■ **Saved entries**

=======

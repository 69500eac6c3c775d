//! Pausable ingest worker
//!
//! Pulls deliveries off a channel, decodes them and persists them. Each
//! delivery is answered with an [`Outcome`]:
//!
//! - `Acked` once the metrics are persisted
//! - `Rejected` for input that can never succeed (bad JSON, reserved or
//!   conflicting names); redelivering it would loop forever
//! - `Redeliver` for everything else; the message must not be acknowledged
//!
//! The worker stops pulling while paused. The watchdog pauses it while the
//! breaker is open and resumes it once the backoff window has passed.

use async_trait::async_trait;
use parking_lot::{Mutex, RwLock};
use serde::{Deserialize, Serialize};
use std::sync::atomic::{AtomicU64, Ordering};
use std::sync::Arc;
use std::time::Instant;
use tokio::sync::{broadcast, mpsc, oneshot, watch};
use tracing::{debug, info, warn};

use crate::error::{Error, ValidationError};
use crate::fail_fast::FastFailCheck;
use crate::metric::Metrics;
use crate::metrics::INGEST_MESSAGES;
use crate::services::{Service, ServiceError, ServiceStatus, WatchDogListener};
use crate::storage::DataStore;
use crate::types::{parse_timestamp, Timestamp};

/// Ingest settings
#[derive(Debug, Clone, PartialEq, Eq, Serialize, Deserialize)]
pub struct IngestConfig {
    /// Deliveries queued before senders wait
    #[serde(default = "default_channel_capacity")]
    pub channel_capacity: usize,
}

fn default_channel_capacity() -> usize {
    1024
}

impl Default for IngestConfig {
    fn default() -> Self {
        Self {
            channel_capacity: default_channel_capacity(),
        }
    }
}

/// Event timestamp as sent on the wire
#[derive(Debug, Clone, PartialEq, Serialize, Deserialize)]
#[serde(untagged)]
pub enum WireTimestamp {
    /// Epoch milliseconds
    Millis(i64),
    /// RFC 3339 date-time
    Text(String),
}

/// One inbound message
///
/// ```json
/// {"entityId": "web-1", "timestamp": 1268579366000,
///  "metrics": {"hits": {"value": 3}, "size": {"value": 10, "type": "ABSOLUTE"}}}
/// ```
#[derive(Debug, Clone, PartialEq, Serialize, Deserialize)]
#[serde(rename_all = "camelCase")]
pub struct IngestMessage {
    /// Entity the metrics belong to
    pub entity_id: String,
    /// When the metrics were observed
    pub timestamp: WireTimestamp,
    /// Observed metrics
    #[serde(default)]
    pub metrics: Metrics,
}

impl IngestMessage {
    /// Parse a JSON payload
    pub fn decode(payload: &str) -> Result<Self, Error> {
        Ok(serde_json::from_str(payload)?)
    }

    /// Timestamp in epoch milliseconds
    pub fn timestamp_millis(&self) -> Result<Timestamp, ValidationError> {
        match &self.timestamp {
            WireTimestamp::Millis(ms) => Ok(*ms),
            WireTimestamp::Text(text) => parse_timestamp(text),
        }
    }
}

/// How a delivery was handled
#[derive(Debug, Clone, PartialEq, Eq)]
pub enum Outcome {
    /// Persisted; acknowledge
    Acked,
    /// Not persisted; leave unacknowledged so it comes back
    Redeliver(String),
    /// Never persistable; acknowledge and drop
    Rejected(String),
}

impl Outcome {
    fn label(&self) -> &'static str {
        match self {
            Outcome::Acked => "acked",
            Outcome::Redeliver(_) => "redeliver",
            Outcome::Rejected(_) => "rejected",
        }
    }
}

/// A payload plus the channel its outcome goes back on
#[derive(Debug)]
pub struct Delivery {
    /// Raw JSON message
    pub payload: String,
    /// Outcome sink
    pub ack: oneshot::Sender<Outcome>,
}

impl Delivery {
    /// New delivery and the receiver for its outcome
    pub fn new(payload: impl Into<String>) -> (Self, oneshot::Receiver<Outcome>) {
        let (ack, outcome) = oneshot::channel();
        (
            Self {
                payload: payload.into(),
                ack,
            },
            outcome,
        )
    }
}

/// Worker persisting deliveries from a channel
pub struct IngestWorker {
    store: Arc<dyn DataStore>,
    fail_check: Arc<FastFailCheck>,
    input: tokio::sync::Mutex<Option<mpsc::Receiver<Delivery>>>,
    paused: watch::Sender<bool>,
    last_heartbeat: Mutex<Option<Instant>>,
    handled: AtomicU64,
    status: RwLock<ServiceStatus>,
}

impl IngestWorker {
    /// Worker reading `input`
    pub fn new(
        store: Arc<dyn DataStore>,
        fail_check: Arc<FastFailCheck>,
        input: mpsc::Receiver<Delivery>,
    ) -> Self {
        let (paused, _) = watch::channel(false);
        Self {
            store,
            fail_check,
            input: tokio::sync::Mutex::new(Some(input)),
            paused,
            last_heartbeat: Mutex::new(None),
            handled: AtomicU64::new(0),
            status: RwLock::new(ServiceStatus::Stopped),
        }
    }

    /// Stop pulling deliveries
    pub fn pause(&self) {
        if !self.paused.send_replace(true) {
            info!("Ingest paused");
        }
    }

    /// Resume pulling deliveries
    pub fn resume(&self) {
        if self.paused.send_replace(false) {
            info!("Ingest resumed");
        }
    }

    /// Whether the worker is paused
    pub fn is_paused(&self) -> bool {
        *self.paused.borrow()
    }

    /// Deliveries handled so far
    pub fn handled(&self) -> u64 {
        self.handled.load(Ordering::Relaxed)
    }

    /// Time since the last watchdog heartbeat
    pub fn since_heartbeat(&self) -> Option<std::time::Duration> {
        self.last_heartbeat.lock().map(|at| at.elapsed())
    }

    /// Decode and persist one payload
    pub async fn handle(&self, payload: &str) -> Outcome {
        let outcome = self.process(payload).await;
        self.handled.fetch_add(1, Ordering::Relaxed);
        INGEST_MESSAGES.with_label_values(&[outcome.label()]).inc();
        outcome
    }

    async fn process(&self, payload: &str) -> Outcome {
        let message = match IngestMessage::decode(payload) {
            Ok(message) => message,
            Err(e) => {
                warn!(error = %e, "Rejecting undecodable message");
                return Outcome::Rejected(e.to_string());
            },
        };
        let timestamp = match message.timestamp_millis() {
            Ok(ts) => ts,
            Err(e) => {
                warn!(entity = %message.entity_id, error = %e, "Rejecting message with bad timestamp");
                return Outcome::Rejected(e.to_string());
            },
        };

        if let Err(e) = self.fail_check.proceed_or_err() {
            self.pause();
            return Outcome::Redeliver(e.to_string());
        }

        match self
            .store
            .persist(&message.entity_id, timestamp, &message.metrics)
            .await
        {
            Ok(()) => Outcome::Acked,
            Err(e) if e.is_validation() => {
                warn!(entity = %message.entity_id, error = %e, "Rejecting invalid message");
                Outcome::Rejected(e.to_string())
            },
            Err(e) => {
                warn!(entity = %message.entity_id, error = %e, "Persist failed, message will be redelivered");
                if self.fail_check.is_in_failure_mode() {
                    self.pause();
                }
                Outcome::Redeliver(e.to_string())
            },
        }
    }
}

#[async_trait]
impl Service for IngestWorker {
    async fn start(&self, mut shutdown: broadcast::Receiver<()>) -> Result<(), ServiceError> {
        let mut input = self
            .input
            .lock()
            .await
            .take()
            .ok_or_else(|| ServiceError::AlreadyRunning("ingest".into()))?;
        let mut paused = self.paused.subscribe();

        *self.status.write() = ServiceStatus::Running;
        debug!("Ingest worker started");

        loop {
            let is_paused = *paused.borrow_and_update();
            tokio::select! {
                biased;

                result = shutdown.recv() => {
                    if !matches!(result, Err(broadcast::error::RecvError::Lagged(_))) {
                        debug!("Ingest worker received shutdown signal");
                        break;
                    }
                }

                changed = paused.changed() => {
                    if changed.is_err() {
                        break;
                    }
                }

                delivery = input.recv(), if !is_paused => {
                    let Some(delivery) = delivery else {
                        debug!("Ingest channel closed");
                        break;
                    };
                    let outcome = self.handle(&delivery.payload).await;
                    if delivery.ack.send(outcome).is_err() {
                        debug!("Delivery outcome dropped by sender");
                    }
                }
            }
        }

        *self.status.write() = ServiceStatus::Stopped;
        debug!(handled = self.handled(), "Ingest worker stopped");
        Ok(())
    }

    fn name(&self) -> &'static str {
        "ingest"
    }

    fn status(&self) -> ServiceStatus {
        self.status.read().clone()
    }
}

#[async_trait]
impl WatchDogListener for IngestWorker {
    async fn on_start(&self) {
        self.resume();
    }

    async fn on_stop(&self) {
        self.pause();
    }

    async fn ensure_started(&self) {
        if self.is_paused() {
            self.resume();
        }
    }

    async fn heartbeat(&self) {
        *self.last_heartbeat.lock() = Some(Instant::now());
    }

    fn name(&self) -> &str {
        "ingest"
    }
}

=======

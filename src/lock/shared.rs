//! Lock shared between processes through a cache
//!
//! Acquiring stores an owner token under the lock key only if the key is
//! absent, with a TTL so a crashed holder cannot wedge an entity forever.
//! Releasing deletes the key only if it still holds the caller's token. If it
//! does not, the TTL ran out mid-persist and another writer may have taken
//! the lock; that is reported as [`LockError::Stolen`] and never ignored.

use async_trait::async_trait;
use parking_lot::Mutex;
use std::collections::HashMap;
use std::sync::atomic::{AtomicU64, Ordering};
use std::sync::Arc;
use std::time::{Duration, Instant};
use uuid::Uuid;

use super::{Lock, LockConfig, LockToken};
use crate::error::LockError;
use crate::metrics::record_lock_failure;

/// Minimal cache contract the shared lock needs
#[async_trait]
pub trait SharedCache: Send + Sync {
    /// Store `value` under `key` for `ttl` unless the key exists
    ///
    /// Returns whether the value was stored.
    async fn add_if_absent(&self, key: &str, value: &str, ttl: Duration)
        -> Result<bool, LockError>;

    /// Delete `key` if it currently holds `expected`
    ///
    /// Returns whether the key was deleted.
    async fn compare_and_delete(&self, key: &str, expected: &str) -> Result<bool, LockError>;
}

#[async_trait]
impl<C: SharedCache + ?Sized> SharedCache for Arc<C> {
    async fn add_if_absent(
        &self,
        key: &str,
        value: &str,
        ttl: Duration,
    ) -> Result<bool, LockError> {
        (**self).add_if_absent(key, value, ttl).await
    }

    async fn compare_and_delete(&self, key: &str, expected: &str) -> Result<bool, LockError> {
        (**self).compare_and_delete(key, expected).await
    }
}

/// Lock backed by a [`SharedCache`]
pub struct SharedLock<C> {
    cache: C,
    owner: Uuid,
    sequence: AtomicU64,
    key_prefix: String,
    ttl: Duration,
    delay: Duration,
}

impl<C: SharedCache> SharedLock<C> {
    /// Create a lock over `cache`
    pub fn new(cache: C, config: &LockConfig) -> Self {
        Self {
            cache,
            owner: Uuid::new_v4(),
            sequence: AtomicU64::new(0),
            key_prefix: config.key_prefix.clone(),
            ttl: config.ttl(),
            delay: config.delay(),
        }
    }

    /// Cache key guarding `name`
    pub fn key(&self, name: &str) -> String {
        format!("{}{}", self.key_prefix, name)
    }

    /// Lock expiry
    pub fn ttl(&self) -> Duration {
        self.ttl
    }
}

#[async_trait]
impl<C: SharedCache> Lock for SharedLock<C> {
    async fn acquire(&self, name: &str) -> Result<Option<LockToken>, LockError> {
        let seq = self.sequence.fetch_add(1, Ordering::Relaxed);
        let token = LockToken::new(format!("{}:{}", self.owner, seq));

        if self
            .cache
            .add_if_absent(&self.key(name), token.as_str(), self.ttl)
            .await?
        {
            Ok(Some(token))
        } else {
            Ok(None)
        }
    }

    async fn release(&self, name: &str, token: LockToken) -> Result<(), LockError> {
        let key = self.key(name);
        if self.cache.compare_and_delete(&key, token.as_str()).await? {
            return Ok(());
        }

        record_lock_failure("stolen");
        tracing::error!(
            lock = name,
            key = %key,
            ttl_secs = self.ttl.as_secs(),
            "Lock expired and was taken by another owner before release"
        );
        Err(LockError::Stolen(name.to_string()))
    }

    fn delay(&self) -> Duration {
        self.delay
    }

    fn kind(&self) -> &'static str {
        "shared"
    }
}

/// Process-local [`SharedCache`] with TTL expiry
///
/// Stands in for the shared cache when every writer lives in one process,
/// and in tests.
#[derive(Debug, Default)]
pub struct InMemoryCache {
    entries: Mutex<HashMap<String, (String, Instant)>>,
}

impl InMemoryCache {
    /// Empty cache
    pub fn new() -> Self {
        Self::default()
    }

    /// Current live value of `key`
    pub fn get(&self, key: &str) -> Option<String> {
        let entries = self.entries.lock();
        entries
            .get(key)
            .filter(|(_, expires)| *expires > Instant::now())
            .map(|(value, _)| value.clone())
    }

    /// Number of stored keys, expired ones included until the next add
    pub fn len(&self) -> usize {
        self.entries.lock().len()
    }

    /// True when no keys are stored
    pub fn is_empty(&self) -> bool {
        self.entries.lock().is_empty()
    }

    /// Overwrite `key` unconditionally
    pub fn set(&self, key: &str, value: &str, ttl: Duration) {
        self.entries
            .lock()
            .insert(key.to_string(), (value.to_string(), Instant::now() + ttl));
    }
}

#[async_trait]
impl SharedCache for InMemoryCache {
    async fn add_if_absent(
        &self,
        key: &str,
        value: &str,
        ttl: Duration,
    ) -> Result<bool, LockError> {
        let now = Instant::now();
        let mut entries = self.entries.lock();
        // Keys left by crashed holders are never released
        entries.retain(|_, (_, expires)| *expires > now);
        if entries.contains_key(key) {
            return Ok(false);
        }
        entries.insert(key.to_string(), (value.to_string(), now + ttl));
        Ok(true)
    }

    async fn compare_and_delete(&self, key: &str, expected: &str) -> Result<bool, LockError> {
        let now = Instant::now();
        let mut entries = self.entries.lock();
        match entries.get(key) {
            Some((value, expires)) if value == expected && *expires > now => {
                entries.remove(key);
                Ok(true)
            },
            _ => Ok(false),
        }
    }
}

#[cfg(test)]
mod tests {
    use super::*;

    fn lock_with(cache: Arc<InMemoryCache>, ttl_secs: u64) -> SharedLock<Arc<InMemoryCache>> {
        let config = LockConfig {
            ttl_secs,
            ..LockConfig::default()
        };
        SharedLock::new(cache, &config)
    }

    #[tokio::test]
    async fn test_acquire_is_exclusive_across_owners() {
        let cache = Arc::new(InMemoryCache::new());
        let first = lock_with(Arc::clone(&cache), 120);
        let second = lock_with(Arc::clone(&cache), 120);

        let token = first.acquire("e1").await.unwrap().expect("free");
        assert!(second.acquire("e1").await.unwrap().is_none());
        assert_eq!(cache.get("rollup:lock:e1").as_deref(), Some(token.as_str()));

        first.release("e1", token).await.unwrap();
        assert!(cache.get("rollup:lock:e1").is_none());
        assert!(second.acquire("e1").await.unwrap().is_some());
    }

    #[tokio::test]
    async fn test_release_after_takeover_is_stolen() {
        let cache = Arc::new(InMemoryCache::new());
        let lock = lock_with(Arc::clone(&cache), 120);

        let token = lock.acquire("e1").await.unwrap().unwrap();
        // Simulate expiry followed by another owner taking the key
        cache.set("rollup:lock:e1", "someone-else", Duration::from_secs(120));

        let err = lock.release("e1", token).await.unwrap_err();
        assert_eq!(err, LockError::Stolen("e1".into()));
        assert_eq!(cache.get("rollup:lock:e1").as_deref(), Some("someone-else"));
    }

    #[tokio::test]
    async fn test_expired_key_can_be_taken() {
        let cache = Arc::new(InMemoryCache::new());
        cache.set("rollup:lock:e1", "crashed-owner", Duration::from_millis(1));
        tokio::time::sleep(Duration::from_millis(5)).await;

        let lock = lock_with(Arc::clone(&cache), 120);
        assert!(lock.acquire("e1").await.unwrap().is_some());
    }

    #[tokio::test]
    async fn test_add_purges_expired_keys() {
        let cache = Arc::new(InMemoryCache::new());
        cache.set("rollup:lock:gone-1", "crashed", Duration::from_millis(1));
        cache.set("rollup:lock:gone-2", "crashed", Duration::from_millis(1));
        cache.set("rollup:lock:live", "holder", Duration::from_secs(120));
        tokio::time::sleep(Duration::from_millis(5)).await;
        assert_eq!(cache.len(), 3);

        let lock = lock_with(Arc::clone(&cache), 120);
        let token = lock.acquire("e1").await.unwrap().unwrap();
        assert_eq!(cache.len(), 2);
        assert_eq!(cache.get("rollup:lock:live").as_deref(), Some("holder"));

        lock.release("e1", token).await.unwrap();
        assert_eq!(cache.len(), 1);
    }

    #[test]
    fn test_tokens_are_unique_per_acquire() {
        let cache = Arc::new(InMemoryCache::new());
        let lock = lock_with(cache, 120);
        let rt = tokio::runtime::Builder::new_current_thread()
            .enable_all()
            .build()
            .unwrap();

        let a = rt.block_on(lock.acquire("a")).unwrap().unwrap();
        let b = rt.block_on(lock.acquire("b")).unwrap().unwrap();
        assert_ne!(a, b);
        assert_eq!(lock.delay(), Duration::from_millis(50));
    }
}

=======

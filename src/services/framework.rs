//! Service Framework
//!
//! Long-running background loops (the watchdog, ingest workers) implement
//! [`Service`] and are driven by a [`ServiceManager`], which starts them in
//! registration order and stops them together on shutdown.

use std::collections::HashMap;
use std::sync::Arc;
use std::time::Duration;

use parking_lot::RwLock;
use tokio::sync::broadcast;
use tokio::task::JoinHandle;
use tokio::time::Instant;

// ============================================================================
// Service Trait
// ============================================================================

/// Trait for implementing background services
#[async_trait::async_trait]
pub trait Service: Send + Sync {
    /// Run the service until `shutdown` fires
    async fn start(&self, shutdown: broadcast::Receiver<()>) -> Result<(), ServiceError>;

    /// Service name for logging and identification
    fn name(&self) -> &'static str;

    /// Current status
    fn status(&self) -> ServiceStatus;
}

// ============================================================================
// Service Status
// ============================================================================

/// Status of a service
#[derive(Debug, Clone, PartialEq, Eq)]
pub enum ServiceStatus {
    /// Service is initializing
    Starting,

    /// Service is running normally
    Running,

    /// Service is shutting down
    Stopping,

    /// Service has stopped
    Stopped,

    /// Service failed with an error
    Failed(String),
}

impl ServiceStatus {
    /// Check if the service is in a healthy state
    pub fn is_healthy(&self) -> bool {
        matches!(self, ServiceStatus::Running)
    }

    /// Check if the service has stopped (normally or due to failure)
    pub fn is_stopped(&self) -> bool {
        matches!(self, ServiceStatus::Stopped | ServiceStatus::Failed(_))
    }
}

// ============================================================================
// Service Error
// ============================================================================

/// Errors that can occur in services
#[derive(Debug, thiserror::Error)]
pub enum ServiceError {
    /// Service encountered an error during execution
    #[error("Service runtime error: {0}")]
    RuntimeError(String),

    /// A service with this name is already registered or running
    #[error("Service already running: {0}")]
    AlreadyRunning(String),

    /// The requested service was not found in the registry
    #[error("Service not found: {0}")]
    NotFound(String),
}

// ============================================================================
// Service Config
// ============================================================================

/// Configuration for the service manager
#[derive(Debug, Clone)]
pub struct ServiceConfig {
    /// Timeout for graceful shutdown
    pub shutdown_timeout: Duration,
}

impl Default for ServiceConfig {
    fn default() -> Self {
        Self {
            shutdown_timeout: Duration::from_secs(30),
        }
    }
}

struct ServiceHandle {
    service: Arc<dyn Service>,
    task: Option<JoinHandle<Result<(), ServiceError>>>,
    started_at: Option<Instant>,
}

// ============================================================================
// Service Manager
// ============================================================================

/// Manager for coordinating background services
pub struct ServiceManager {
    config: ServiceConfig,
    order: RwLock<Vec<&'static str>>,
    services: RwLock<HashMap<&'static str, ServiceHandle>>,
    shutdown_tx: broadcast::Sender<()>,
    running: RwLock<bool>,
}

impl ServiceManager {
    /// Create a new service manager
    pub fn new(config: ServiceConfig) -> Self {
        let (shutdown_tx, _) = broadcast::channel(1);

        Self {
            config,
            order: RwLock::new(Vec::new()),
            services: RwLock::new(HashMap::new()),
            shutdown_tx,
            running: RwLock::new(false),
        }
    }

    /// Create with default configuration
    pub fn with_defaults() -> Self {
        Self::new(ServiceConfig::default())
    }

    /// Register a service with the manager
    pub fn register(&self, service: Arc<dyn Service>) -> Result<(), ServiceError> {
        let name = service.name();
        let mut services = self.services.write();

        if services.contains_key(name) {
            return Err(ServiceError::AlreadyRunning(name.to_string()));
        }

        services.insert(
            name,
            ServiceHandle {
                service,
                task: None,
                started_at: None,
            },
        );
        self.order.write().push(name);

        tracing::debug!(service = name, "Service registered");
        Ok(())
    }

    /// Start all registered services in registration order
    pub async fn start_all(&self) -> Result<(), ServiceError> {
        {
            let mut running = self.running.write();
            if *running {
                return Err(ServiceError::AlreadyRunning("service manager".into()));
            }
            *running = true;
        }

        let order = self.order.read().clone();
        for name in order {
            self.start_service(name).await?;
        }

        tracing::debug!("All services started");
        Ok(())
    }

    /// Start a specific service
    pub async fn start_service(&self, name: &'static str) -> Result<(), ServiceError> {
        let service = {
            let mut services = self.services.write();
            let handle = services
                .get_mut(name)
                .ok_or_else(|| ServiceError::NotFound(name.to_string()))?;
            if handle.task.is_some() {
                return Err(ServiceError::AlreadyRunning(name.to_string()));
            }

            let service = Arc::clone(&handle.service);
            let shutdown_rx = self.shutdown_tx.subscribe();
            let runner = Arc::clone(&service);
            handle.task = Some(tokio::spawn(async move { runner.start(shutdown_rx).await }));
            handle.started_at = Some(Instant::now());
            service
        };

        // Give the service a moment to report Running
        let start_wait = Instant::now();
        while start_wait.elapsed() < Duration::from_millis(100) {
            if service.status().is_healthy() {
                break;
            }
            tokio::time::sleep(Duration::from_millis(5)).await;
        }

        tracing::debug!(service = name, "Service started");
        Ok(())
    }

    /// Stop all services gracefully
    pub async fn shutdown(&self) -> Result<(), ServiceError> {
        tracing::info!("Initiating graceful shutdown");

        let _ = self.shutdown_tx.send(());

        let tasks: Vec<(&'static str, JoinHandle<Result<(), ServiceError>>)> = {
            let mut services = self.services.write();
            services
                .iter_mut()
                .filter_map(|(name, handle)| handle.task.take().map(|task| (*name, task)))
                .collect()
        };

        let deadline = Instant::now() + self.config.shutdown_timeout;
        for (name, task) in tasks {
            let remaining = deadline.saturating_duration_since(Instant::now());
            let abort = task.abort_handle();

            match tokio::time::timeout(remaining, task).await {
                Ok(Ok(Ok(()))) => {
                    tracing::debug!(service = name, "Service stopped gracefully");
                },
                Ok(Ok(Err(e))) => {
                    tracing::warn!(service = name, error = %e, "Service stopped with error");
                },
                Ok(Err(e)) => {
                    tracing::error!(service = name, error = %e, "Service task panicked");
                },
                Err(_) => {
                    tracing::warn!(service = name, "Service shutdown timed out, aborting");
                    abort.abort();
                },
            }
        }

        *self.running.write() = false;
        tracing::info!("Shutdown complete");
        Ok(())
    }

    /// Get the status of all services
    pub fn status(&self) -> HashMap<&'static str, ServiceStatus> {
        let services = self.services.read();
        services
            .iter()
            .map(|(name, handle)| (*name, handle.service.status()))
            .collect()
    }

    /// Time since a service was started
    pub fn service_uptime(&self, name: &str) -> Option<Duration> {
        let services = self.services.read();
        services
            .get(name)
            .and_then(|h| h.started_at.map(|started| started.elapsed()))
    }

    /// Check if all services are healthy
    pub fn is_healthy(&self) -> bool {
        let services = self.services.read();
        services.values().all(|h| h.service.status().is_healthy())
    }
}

=======

Collect every line with the string "oneshot" from the records, and copy each.

use tokio::sync::{broadcast, mpsc, oneshot, watch};
    pub ack: oneshot::Sender<Outcome>,
    pub fn new(payload: impl Into<String>) -> (Self, oneshot::Receiver<Outcome>) {
        let (ack, outcome) = oneshot::channel();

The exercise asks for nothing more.